Segment Start: Source data
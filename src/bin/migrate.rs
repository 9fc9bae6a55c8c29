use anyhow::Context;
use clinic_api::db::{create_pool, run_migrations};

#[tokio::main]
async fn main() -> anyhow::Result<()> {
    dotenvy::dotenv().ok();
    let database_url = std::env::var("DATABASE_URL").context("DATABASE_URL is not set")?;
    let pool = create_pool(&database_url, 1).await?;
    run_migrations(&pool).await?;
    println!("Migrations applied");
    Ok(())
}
Segment End: Source data
_Prompt_.
Write out all the data exactly.

_Response_.
filename src/bin/migrate.rs
repository 9fc9bae6a55c8c29
use anyhow::Context;
use clinic_api::db::{create_pool, run_migrations};

#[tokio::main]
async fn main() -> anyhow::Result<()> {
    dotenvy::dotenv().ok();
    let database_url = std::env::var("DATABASE_URL").context("DATABASE_URL is not set")?;
    let pool = create_pool(&database_url, 1).await?;
    run_migrations(&pool).await?;
    println!("Migrations applied");
    Ok(())
}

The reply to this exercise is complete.